If the management of a company were to ask their general counsel if a particular course of action were lawful, that communication would fall under solicitor-client privilege, and if the GC were to respond — in the form of legal advice — that it was not lawful, that response would also be protected under solicitor-client privilege. But if the request was for the GC to do something and the response was simply no, the response would not be covered.
If there was an attempt to influence the prosecution of SNC-Lavalin and Wilson-Raybould shut it down, saying what was happening could constitute obstruction of justice, “that moment where that discussion takes place is privileged,” he says.
Also worth considering is the political dynamics at play, Akazaki says. Did Trudeau’s people simply inquire as to the new remediation agreements with respect to SNC-Lavalin? Could Wilson-Raybould have reasonably interpreted what, in other contexts, would appear as an innocent question to be an attempt to influence her with the power of the PMO’s office weighing on her perception of the communications? If it were only a question with no explicit attempt to pressure, it would not be a case for the RCMP to investigate, Akazaki says.
“When does that conversation turn into exertion of pressure because there's political authority? At what point does the discussion turn into influence? And then it becomes a matter of subjective intent,” he says.
Wilson-Raybould has retained former Supreme Court Justice Thomas Cromwell, who is counsel at Borden Ladner Gervais LLP in Vancouver. When contacted by Legal Feeds, Cromwell said he would not be doing interviews or commenting about the issue.
A client can waive solicitor-client privilege, as it belongs to them, and if they disclose the communications to a third party or take it public, that “will generally amount to a waiver of the privilege,” MacKenzie said.
The government has instituted its own version of the deferred prosecution agreements — remediation agreements, which came into force in September 2018.
Remediation agreements are for Criminal Code violations concerning economics and cannot be used for offences that caused death or serious injury or were injurious to national defence or national security, wrote Norm Keith, a partner at Fasken Martineau DuMoulin LLP, in The FCPA Blog.
The remediation agreement would set a deadline by which the terms of the agreement would need to be approved by a judge. If satisfied that the agreement is in the public interest with fair, reasonable and proportionate terms, the judge issues an order that, while the agreement is in force, criminal prosecution of conduct covered in the agreement is put on hold. If the parties hold true to the terms when the agreement expires, the charges are stayed, but if terms are not met, the accused can be prosecuted.

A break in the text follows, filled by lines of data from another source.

mod facts_file;
mod reports;
mod simulate;
mod storage;

use anyhow::{Context, Result, bail};
use chrono::{DateTime, NaiveDate, NaiveTime, Utc};
use clap::{Parser, Subcommand, ValueEnum};
use colored::Colorize;
use progression_engine::{
    EngineConfig, ProgressionEngine, ProgressionStore, Role, collect_facts,
};
use std::fs::File;
use std::io::{BufWriter, Write, stdout};
use std::path::{Path, PathBuf};
use std::time::Instant;

use facts_file::JsonFactSource;
use simulate::{SimulationRun, run_simulation};
use storage::FileStore;

#[derive(Debug, Clone, Copy, PartialEq, Eq, ValueEnum)]
pub enum ReportFormat {
    /// Human-readable colored output
    Console,
    /// Pretty-printed JSON
    Json,
}

#[derive(Debug, Parser)]
#[command(name = "progression-cli", version = "0.1.0")]
#[command(about = "Evaluate achievements, levels, streaks and next steps for marketplace users")]
struct Args {
    /// Optional engine configuration (JSON)
    #[arg(long, global = true)]
    config: Option<PathBuf>,

    /// Directory holding per-user progression snapshots
    #[arg(long, global = true, default_value = ".progression")]
    store: PathBuf,

    /// Output report format
    #[arg(long, global = true, value_enum, default_value_t = ReportFormat::Console)]
    report: ReportFormat,

    /// Optional path to write the report output instead of stdout
    #[arg(long, global = true)]
    output: Option<PathBuf>,

    #[command(subcommand)]
    command: Command,
}

#[derive(Debug, Subcommand)]
enum Command {
    /// Evaluate a user's facts and commit the result
    Evaluate {
        #[arg(long)]
        user: String,
        #[arg(long, value_parser = parse_role)]
        role: Role,
        /// JSON object of fact names to booleans or counts
        #[arg(long)]
        facts: PathBuf,
        /// Evaluation date (YYYY-MM-DD); defaults to now
        #[arg(long)]
        date: Option<NaiveDate>,
    },
    /// Dismiss the pending new-achievement events for a user
    Acknowledge {
        #[arg(long)]
        user: String,
    },
    /// List achievements, levels and next steps for a role
    Catalog {
        #[arg(long, value_parser = parse_role)]
        role: Role,
    },
    /// Run seeded random fact trajectories and check progression properties
    Simulate {
        #[arg(long, value_parser = parse_role)]
        role: Option<Role>,
        /// Seeds to run (comma-separated)
        #[arg(long, default_value = "1337")]
        seeds: String,
        /// Evaluation days per seed
        #[arg(long, default_value_t = 60)]
        days: u32,
    },
    /// Delete everything stored for a user
    Forget {
        #[arg(long)]
        user: String,
    },
}

fn parse_role(value: &str) -> Result<Role, String> {
    value.parse::<Role>().map_err(|err| err.to_string())
}

#[tokio::main]
async fn main() -> Result<()> {
    env_logger::init();
    let args = Args::parse();
    let config = load_config(args.config.as_deref())?;
    let mut output_target = OutputTarget::new(args.output.clone())?;

    match &args.command {
        Command::Evaluate {
            user,
            role,
            facts,
            date,
        } => {
            let store = FileStore::open(&args.store)?;
            let engine = ProgressionEngine::with_config(store, config)?;
            run_evaluate(&args, &engine, user, *role, facts, *date, &mut output_target).await?;
        }
        Command::Acknowledge { user } => {
            let engine = ProgressionEngine::with_config(FileStore::open(&args.store)?, config)?;
            let acknowledged = engine
                .acknowledge_new_achievement(user)
                .with_context(|| format!("failed to acknowledge achievements for {user}"))?;
            writeln!(output_target, "Acknowledged {acknowledged} achievement(s) for {user}")?;
        }
        Command::Catalog { role } => {
            let engine = ProgressionEngine::with_config(FileStore::open(&args.store)?, config)?;
            match args.report {
                ReportFormat::Console => {
                    reports::write_catalog_console(&mut output_target, engine.catalog(), *role)?;
                }
                ReportFormat::Json => {
                    reports::write_catalog_json(&mut output_target, engine.catalog(), *role)?;
                }
            }
        }
        Command::Simulate { role, seeds, days } => {
            let runs = run_simulations(&config, *role, seeds, *days)?;
            write_simulation_report(&args, &runs, &mut output_target)?;
            output_target.flush_inner()?;
            if runs.iter().any(|run| !run.passed()) {
                std::process::exit(1);
            }
        }
        Command::Forget { user } => {
            let engine = ProgressionEngine::with_config(FileStore::open(&args.store)?, config)?;
            engine
                .forget_user(user)
                .with_context(|| format!("failed to delete progression for {user}"))?;
            writeln!(output_target, "Deleted progression for {user}")?;
        }
    }

    output_target.flush_inner()?;
    Ok(())
}

fn load_config(path: Option<&Path>) -> Result<EngineConfig> {
    let Some(path) = path else {
        return Ok(EngineConfig::default());
    };
    let raw = std::fs::read_to_string(path)
        .with_context(|| format!("failed to read config {}", path.display()))?;
    EngineConfig::from_json(&raw).with_context(|| format!("invalid config {}", path.display()))
}

fn evaluation_instant(date: Option<NaiveDate>) -> DateTime<Utc> {
    date.map_or_else(Utc::now, |date| date.and_time(NaiveTime::MIN).and_utc())
}

async fn run_evaluate<S: ProgressionStore>(
    args: &Args,
    engine: &ProgressionEngine<S>,
    user: &str,
    role: Role,
    facts_path: &Path,
    date: Option<NaiveDate>,
    output_target: &mut OutputTarget,
) -> Result<()> {
    let source = JsonFactSource::from_path(facts_path)?;
    let keys = engine.catalog().required_facts(role);
    let collection = collect_facts(&source, user, role, keys).await;

    let result = engine.evaluate(user, role, &collection.facts, evaluation_instant(date));
    match args.report {
        ReportFormat::Console => {
            reports::write_evaluation_console(output_target, &result, &collection.failures)?;
        }
        ReportFormat::Json => {
            reports::write_evaluation_json(output_target, &result, &collection.failures)?;
        }
    }
    Ok(())
}

fn run_simulations(
    config: &EngineConfig,
    role: Option<Role>,
    seeds: &str,
    days: u32,
) -> Result<Vec<SimulationRun>> {
    let roles: Vec<Role> = role.map_or_else(|| Role::ALL.to_vec(), |role| vec![role]);
    let seeds = parse_seeds(seeds)?;
    let start_time = Instant::now();

    let mut runs = Vec::with_capacity(seeds.len() * roles.len());
    for seed in seeds {
        for role in &roles {
            runs.push(run_simulation(config, seed, *role, days)?);
        }
    }
    log::info!("{} simulation run(s) in {:?}", runs.len(), start_time.elapsed());
    Ok(runs)
}

fn parse_seeds(raw: &str) -> Result<Vec<u64>> {
    let seeds = split_csv(raw)
        .into_iter()
        .map(|token| {
            token
                .parse::<u64>()
                .with_context(|| format!("invalid seed `{token}`"))
        })
        .collect::<Result<Vec<_>>>()?;
    if seeds.is_empty() {
        bail!("at least one seed is required");
    }
    Ok(seeds)
}

fn split_csv(s: &str) -> Vec<String> {
    s.split(',')
        .map(str::trim)
        .filter(|token| !token.is_empty())
        .map(ToString::to_string)
        .collect()
}

fn write_simulation_report(
    args: &Args,
    runs: &[SimulationRun],
    output_target: &mut OutputTarget,
) -> Result<()> {
    match args.report {
        ReportFormat::Console => {
            announce_banner(output_target)?;
            reports::write_simulation_console(output_target, runs)
        }
        ReportFormat::Json => reports::write_simulation_json(output_target, runs),
    }
}

fn announce_banner(out: &mut dyn Write) -> Result<()> {
    writeln!(out, "{}", "🎯 Progression Simulator".bright_cyan().bold())?;
    writeln!(out, "{}", "================================".cyan())?;
    Ok(())
}

enum OutputTarget {
    Stdout(BufWriter<std::io::Stdout>),
    File(BufWriter<File>),
}

impl OutputTarget {
    fn new(path: Option<PathBuf>) -> Result<Self> {
        if let Some(path) = path {
            let file = File::create(&path)
                .with_context(|| format!("failed to create {}", path.display()))?;
            Ok(Self::File(BufWriter::new(file)))
        } else {
            Ok(Self::Stdout(BufWriter::new(stdout())))
        }
    }

    fn writer(&mut self) -> &mut dyn Write {
        match self {
            Self::Stdout(w) => w,
            Self::File(w) => w,
        }
    }

    fn flush_inner(&mut self) -> std::io::Result<()> {
        match self {
            Self::Stdout(w) => w.flush(),
            Self::File(w) => w.flush(),
        }
    }
}

impl Write for OutputTarget {
    fn write(&mut self, buf: &[u8]) -> std::io::Result<usize> {
        self.writer().write(buf)
    }

    fn flush(&mut self) -> std::io::Result<()> {
        self.flush_inner()
    }
}

#[cfg(test)]
mod tests {
    use super::*;

    #[test]
    fn split_csv_trims_and_drops_empty_tokens() {
        assert_eq!(split_csv(" 1, 2,,3 "), vec!["1", "2", "3"]);
    }

    #[test]
    fn parse_seeds_rejects_garbage() {
        assert_eq!(parse_seeds("7,42").unwrap(), vec![7, 42]);
        assert!(parse_seeds("7,x").is_err());
        assert!(parse_seeds(" , ").is_err());
    }

    #[test]
    fn role_parser_fails_loudly() {
        assert_eq!(parse_role("Investor"), Ok(Role::Investor));
        assert!(parse_role("landlord").unwrap_err().contains("landlord"));
    }

    #[test]
    fn explicit_date_maps_to_start_of_day() {
        let date = NaiveDate::from_ymd_opt(2024, 2, 29).unwrap();
        assert_eq!(evaluation_instant(Some(date)).date_naive(), date);
    }

    #[test]
    fn output_target_writes_file() {
        let path = std::env::temp_dir().join(format!(
            "progression-cli-output-{}",
            std::process::id()
        ));
        let mut target = OutputTarget::new(Some(path.clone())).unwrap();
        writeln!(target, "hello").unwrap();
        target.flush_inner().unwrap();
        assert_eq!(std::fs::read_to_string(path).unwrap(), "hello\n");
    }
}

SNC Lavalin spokeswoman Daniela Pizzuto said via email that remediation agreements are good for all companies doing business internationally, and their introduction into Canada is important for “levelling the playing field” with other jurisdictions, including the U.K., France and the U.S., which have the tool in their regulatory regime.

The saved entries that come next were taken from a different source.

//! JSON file store: one pretty-printed snapshot per user under a directory.
use std::fs;
use std::io::{self, Write};
use std::path::{Path, PathBuf};
use std::sync::OnceLock;

use progression_engine::{ProgressionSnapshot, ProgressionStore};
use regex::Regex;
use thiserror::Error;

#[derive(Debug, Error)]
pub enum FileStoreError {
    #[error("invalid user id `{0}`")]
    InvalidUserId(String),
    #[error("storage error at {path}: {source}")]
    Io {
        path: PathBuf,
        #[source]
        source: io::Error,
    },
    #[error("serialization error: {0}")]
    Serialization(#[from] serde_json::Error),
    #[error("user id pattern: {0}")]
    Pattern(regex::Error),
}

fn user_id_pattern() -> Result<&'static Regex, FileStoreError> {
    static PATTERN: OnceLock<Result<Regex, regex::Error>> = OnceLock::new();
    PATTERN
        .get_or_init(|| Regex::new(r"^[A-Za-z0-9][A-Za-z0-9_.@-]{0,127}$"))
        .as_ref()
        .map_err(|err| FileStoreError::Pattern(err.clone()))
}

#[derive(Debug, Clone)]
pub struct FileStore {
    root: PathBuf,
}

impl FileStore {
    /// Open (and create if needed) a store rooted at `root`.
    pub fn open(root: impl Into<PathBuf>) -> Result<Self, FileStoreError> {
        let root = root.into();
        fs::create_dir_all(&root).map_err(|source| FileStoreError::Io {
            path: root.clone(),
            source,
        })?;
        Ok(Self { root })
    }

    pub fn root(&self) -> &Path {
        &self.root
    }

    fn snapshot_path(&self, user_id: &str) -> Result<PathBuf, FileStoreError> {
        if !user_id_pattern()?.is_match(user_id) || user_id.contains("..") {
            return Err(FileStoreError::InvalidUserId(user_id.to_string()));
        }
        Ok(self.root.join(format!("{user_id}.json")))
    }
}

fn io_error(path: &Path) -> impl FnOnce(io::Error) -> FileStoreError + '_ {
    move |source| FileStoreError::Io {
        path: path.to_path_buf(),
        source,
    }
}

fn write_staged(staging: &Path, target: &Path, payload: &[u8]) -> Result<(), FileStoreError> {
    let mut file = fs::File::create(staging).map_err(io_error(staging))?;
    file.write_all(payload).map_err(io_error(staging))?;
    file.sync_all().map_err(io_error(staging))?;
    drop(file);
    fs::rename(staging, target).map_err(io_error(target))
}

impl ProgressionStore for FileStore {
    type Error = FileStoreError;

    fn load(&self, user_id: &str) -> Result<Option<ProgressionSnapshot>, Self::Error> {
        let path = self.snapshot_path(user_id)?;
        let raw = match fs::read_to_string(&path) {
            Ok(raw) => raw,
            Err(err) if err.kind() == io::ErrorKind::NotFound => return Ok(None),
            Err(err) => return Err(io_error(&path)(err)),
        };
        Ok(Some(serde_json::from_str(&raw)?))
    }

    fn save(&self, user_id: &str, snapshot: &ProgressionSnapshot) -> Result<(), Self::Error> {
        let path = self.snapshot_path(user_id)?;
        let payload = serde_json::to_vec_pretty(snapshot)?;

        // Write beside the target and rename so readers never see a torn file.
        let staging = path.with_extension("json.tmp");
        if let Err(err) = write_staged(&staging, &path, &payload) {
            if let Err(cleanup) = fs::remove_file(&staging)
                && cleanup.kind() != io::ErrorKind::NotFound
            {
                log::warn!("could not remove {}: {cleanup}", staging.display());
            }
            return Err(err);
        }
        log::debug!("saved progression for {user_id} to {}", path.display());
        Ok(())
    }

    fn delete(&self, user_id: &str) -> Result<(), Self::Error> {
        let path = self.snapshot_path(user_id)?;
        match fs::remove_file(&path) {
            Ok(()) => Ok(()),
            Err(err) if err.kind() == io::ErrorKind::NotFound => Ok(()),
            Err(err) => Err(io_error(&path)(err)),
        }
    }
}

“We have no comment on the situation between Mrs. Wilson-Raybould and the Prime Minister. As we have said before publicly many times, what the company desires is to be invited to a negotiation of a remediation agreement. We think that’s the best outcome for Canada, the judicial system, and our innocent employees, pensioners, suppliers and shareholders. We have voluntarily cooperated with authorities examining past misconduct by the Company and stand ready to continue doing so,” Pizzuto said via email.
Editor's note: Story updated Feb. 15, 2019 to include comment from SNC Lavalin.
Editor's note: Story corrected Feb. 22, 2019 to reflect that the Globe had actually reported that sources, and not Wilson-Raybould herself, told them that the former Justice Minister was under pressure from the Prime Minister's Office.